Electronic Life
Crichton was already successful as a novelist, having published The Andromeda Strain, The Great Train Robbery, Congo, and other books. Several of these had already been made made into movies. Of course he would become vastly more famous later, with Jurassic Park and the television show E.R.
Electronic Life is written as a glossary, with entries like "Afraid of Computers (everybody is)" "Buying a Computer" "Computer Crime," and so forth. The book shows signs of being hurridly written, as few of the entries reflect any research.

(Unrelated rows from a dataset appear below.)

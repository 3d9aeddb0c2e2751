//! Prompt text for every model role.
//!
//! System prompts are fixed; user prompts are rendered from the current
//! state so the model sees the question, what is known, and what is allowed.

use super::decision::DecisionContext;
use super::knowledge::{KnowledgeItem, Reference};
use super::state::DiaryEntry;
use crate::types::ActionKind;
use std::fmt::Write;

pub const DECISION_SYSTEM: &str = "You are a deep research assistant. You work step by step: \
at each step you pick exactly one action that moves you closer to a definitive, well-referenced \
answer to the user's question. Reply with a single JSON object and nothing else.";

pub const EVALUATOR_SYSTEM: &str = "You are an evaluator of answer definitiveness. Analyze if the \
given answer provides a definitive response or not.\n\n\
Core evaluation criterion:\n\
- Definitiveness: \"I don't know\", \"lack of information\", \"doesn't exist\", \"not sure\" or \
highly uncertain/ambiguous responses are not definitive and must return false.\n\n\
Reply with a JSON object: {\"is_definitive\": boolean, \"reasoning\": string}.";

pub const QUERY_REWRITER_SYSTEM: &str = "You are an expert information retrieval assistant. \
Transform the query into one to three precise keyword queries, orthogonal to each other.\n\n\
Rules:\n\
1. Keep base keywords minimal: 2-3 words preferred.\n\
2. Use exact match quotes for phrases that must stay together.\n\
3. Split queries only for distinctly different aspects.\n\
4. Operators (\"phrase\", +term, -term, site:, filetype:, lang:, intitle:) go at the end, never alone.\n\n\
Reply with a JSON object: {\"think\": string, \"queries\": [string]}.";

pub const DEDUP_SYSTEM: &str = "You are an expert in semantic similarity analysis. Given candidate \
questions (setA) and existing questions (setB), keep each candidate only if its similarity to every \
accepted candidate and every member of setB is below 0.2. Consider intent, not wording: different \
phrasings of the same need are duplicates; different aspects of a topic are not.\n\n\
Reply with a JSON object: {\"think\": string, \"unique_questions\": [string]}.";

pub const ERROR_ANALYZER_SYSTEM: &str = "You analyze a research trajectory whose final answer was \
rejected. Summarize what happened, identify the step that caused the failure, and propose a concrete \
improvement for the next attempt.\n\n\
Reply with a JSON object: {\"recap\": string, \"blame\": string, \"improvement\": string}.";

pub const BEAST_MODE_SYSTEM: &str = "You are out of research budget. Using only the knowledge \
provided, write the best possible answer to the question now. Be decisive, cite the URLs you rely \
on, and never refuse.\n\n\
Reply with a JSON object: {\"answer\": string, \"references\": [{\"exactQuote\": string, \"url\": string}]}.";

/// Truncate to at most `max` characters on a char boundary.
pub fn truncate_chars(text: &str, max: usize) -> String {
    match text.char_indices().nth(max) {
        Some((idx, _)) => format!("{}...", &text[..idx]),
        None => text.to_string(),
    }
}

fn action_schema(kind: ActionKind) -> &'static str {
    match kind {
        ActionKind::Search => {
            "- search: look something up on the web.\n  {\"action\": \"search\", \"think\": \"...\", \"searchQuery\": \"...\"}"
        }
        ActionKind::Visit => {
            "- visit: read the full text of URLs from the known URL list.\n  {\"action\": \"visit\", \"think\": \"...\", \"URLTargets\": [\"https://...\"]}"
        }
        ActionKind::Reflect => {
            "- reflect: identify missing sub-questions that must be answered first.\n  {\"action\": \"reflect\", \"think\": \"...\", \"questionsToAnswer\": [\"...\"]}"
        }
        ActionKind::Answer => {
            "- answer: give a definitive answer backed by references.\n  {\"action\": \"answer\", \"think\": \"...\", \"answer\": \"...\", \"references\": [{\"exactQuote\": \"...\", \"url\": \"...\"}]}"
        }
    }
}

fn write_knowledge(out: &mut String, items: &[KnowledgeItem]) {
    if items.is_empty() {
        out.push_str("<knowledge>\n(none yet)\n</knowledge>\n\n");
        return;
    }
    out.push_str("<knowledge>\n");
    for (i, item) in items.iter().enumerate() {
        let _ = writeln!(out, "[{}] Q: {}", i + 1, item.question);
        let _ = writeln!(out, "    A: {}", item.answer);
        for r in &item.references {
            let _ = writeln!(out, "    ref: {}", r.url);
        }
    }
    out.push_str("</knowledge>\n\n");
}

fn write_diary(out: &mut String, diary: &[&DiaryEntry]) {
    if diary.is_empty() {
        return;
    }
    out.push_str("<diary>\n");
    for entry in diary {
        let action = entry.action.map(|a| a.as_str()).unwrap_or("none");
        let _ = writeln!(
            out,
            "step {} [{}] on \"{}\": {} => {}",
            entry.step, action, entry.question, entry.think, entry.summary
        );
    }
    out.push_str("</diary>\n\n");
}

/// The per-step decision prompt.
pub fn decision_prompt(ctx: &DecisionContext<'_>) -> String {
    let mut out = String::new();
    let _ = writeln!(out, "Step {}.\n", ctx.step);
    let _ = writeln!(out, "Original question: {}", ctx.query);
    if ctx.question.is_original() {
        out.push_str("You are now working on the original question.\n\n");
    } else {
        let _ = writeln!(
            out,
            "You are now working on the sub-question: {}\n",
            ctx.question.text()
        );
    }

    write_knowledge(&mut out, ctx.knowledge);

    if !ctx.frontier.is_empty() {
        out.push_str("<urls>\n");
        for entry in &ctx.frontier {
            let _ = writeln!(out, "- {} {}", entry.url, entry.title);
        }
        out.push_str("</urls>\n\n");
    }

    if !ctx.open_gaps.is_empty() {
        out.push_str("<open-questions>\n");
        for q in &ctx.open_gaps {
            let _ = writeln!(out, "- {q}");
        }
        out.push_str("</open-questions>\n\n");
    }

    write_diary(&mut out, &ctx.diary);

    if !ctx.lessons.is_empty() {
        let _ = writeln!(
            out,
            "<bad-attempts count=\"{}\">",
            ctx.bad_attempts
        );
        for lesson in ctx.lessons {
            let _ = writeln!(out, "Rejected answer: {}", lesson.answer);
            let _ = writeln!(out, "Why: {}", lesson.rejection);
            if !lesson.improvement.is_empty() {
                let _ = writeln!(out, "Improve: {}", lesson.improvement);
            }
        }
        out.push_str("</bad-attempts>\n\n");
    }

    out.push_str("Choose exactly one of these actions:\n");
    for kind in ctx.availability.enabled() {
        out.push_str(action_schema(kind));
        out.push('\n');
    }
    let disabled = ctx.availability.disabled();
    if !disabled.is_empty() {
        let names: Vec<&str> = disabled.iter().map(|k| k.as_str()).collect();
        let _ = writeln!(out, "\nNot available this step: {}.", names.join(", "));
    }
    out
}

pub fn evaluator_prompt(question: &str, answer: &str) -> String {
    format!("Now evaluate this pair:\nQuestion: {question}\nAnswer: {answer}")
}

pub fn query_rewriter_prompt(query: &str, intention: &str) -> String {
    format!("Input query: {query}\nIntention: {intention}")
}

pub fn dedup_prompt(candidates: &[String], existing: &[String]) -> String {
    let set_a = serde_json::to_string(candidates).unwrap_or_default();
    let set_b = serde_json::to_string(existing).unwrap_or_default();
    format!("SetA: {set_a}\nSetB: {set_b}")
}

pub fn error_analyzer_prompt(
    question: &str,
    diary: &[&DiaryEntry],
    answer: &str,
    rejection: &str,
) -> String {
    let mut out = String::new();
    let _ = writeln!(out, "Question: {question}\n");
    write_diary(&mut out, diary);
    let _ = writeln!(out, "Final answer: {answer}");
    let _ = writeln!(out, "Rejected because: {rejection}");
    out
}

pub fn beast_mode_prompt(query: &str, items: &[KnowledgeItem], references: &[Reference]) -> String {
    let mut out = String::new();
    let _ = writeln!(out, "Question: {query}\n");
    write_knowledge(&mut out, items);
    if !references.is_empty() {
        out.push_str("<sources>\n");
        for r in references {
            let _ = writeln!(out, "- {}: {}", r.url, r.snippet);
        }
        out.push_str("</sources>\n");
    }
    out
}

#[cfg(test)]
mod tests {
    use super::*;
    use crate::research::availability::ActionAvailability;
    use crate::research::gaps::GapEntry;

    #[test]
    fn test_truncate_chars() {
        assert_eq!(truncate_chars("hello", 10), "hello");
        assert_eq!(truncate_chars("hello world", 5), "hello...");
        assert_eq!(truncate_chars("héllo", 2), "hé...");
    }

    #[test]
    fn test_decision_prompt_lists_only_enabled_actions() {
        let question = GapEntry::Original("What is Rust?".into());
        let ctx = DecisionContext {
            step: 3,
            query: "What is Rust?",
            question: &question,
            knowledge: &[],
            frontier: vec![],
            open_gaps: vec![],
            diary: vec![],
            lessons: &[],
            availability: ActionAvailability::for_step(&[ActionKind::Search]),
            bad_attempts: 0,
        };
        let prompt = decision_prompt(&ctx);
        assert!(prompt.contains("Step 3."));
        assert!(prompt.contains("original question"));
        assert!(!prompt.contains("\"action\": \"search\""));
        assert!(prompt.contains("\"action\": \"answer\""));
        assert!(prompt.contains("Not available this step: search."));
    }

    #[test]
    fn test_dedup_prompt_is_json_lists() {
        let prompt = dedup_prompt(&["a".into()], &["b".into(), "c".into()]);
        assert!(prompt.contains(r#"SetA: ["a"]"#));
        assert!(prompt.contains(r#"SetB: ["b","c"]"#));
    }
}
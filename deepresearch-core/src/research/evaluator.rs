//! Answer evaluation: is a candidate answer to the query definitive and referenced?

use super::knowledge::Reference;
use super::prompt;
use crate::brain::{Brain, ModelRole, parse_json_reply};
use crate::error::LlmError;
use crate::types::TokenUsage;
use serde::{Deserialize, Serialize};
use std::sync::Arc;
use tracing::{info, warn};

/// The evaluator's judgement of one candidate answer.
#[derive(Debug, Clone, PartialEq, Serialize, Deserialize)]
pub struct Verdict {
    pub definitive: bool,
    pub has_references: bool,
    pub reasoning: String,
}

impl Verdict {
    /// Accepted only when the answer is both definitive and referenced.
    pub fn accepted(&self) -> bool {
        self.definitive && self.has_references
    }
}

#[derive(Debug, Deserialize)]
struct RawVerdict {
    #[serde(alias = "definitive")]
    is_definitive: bool,
    #[serde(default)]
    reasoning: String,
}

pub struct AnswerEvaluator {
    brain: Arc<Brain>,
}

impl AnswerEvaluator {
    pub fn new(brain: Arc<Brain>) -> Self {
        Self { brain }
    }

    /// Judge a candidate answer to `question`.
    ///
    /// An unreferenced answer is rejected without a model call. A verdict the
    /// model garbles counts as a rejection. Only an unavailable evaluator
    /// model is an error.
    pub async fn evaluate(
        &self,
        question: &str,
        answer: &str,
        references: &[Reference],
    ) -> Result<(Verdict, TokenUsage), LlmError> {
        if references.is_empty() {
            return Ok((
                Verdict {
                    definitive: false,
                    has_references: false,
                    reasoning: "not assessed: the answer cites no references".into(),
                },
                TokenUsage::default(),
            ));
        }

        let reply = self
            .brain
            .complete(
                ModelRole::Evaluator,
                prompt::EVALUATOR_SYSTEM,
                &prompt::evaluator_prompt(question, answer),
            )
            .await?;

        let verdict = match parse_json_reply::<RawVerdict>(&reply.text) {
            Ok(raw) => Verdict {
                definitive: raw.is_definitive,
                has_references: true,
                reasoning: raw.reasoning,
            },
            Err(e) => {
                warn!(error = %e, "Evaluator reply could not be parsed; treating as rejection");
                Verdict {
                    definitive: false,
                    has_references: true,
                    reasoning: format!("evaluator reply could not be parsed: {e}"),
                }
            }
        };

        info!(
            definitive = verdict.definitive,
            reasoning = %verdict.reasoning,
            "Answer evaluated"
        );
        Ok((verdict, reply.usage))
    }
}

The computer crime entry, for example, is three pages long and contains only four hard facts -- specifically, that institutions were then losing $5 billion to $30 billion a year on computer crime, that Citibank processed $30 billion a day in customer transactions using computers, that American banks as a whole were moving $400 billion a year in the U.S., and that the Stanford public key code (not otherwise described) was broken in 1982. No examples of computer crime are given, though by 1983 such accounts were appearing in the mainstream press, and dedicated books on the topic had been around for at least a decade (I own one British example dating to 1973). Detailed descriptions of such capers make for good reading, so Crichton's failure to include any tells us that he did not take the time to visit the library when he wrote this book.
Electronic Life is of interest to modern readers in only two respects: first, Crichton's descriptions of then-current technology provide an amusing reminder of how far we have come. Second, and more significantly, Crichton's predictions for the future are worth comparing with what has actually developed.
As an example of the first sort of passage, on page 140 he points out that if you ask your computer to compute 5.01*5.02-5.03/2.04*100.5+3.06+20.07-200.08+300.09/1.10, there will be a noticable delay as it works out the answer. Later he suggests that a user would do well to buy a CP/M based system, because of all the excellent applications for that platform.
Crichton writes science fiction, and he knew very well that computers would soon do more than was possible in 1983. Such predictions are largely absent from this book, but a few entries do let us see what he expected for the future (other resurrecting dinosaurs, I mean). First, Crichton correctly expected that computer networks would increase in importance. He saw this as a matter of convenience -- computers can share pictures, which you can't do with a verbal phone call, and computer networks can operate asynchronously, so you can leave information for somebody and have have them pick it up at their convenience.
He also makes predictions for computer games, first explaining that there are several types of games:
- Arcade Games (which are in turn split into 'invader games', 'defender games', and 'eating games'.)
- Strategy Games (chess, backgammon, etc.)
- Adventure Games (text-based interactive fiction)
Most interestingly in his predictions, Crichton clearly expected that computers would soon be as normal as home appliances like washing machines. He never anticipated that, through vastly increased numbers and reduced cost, they would become omnipresent and perhaps invisible.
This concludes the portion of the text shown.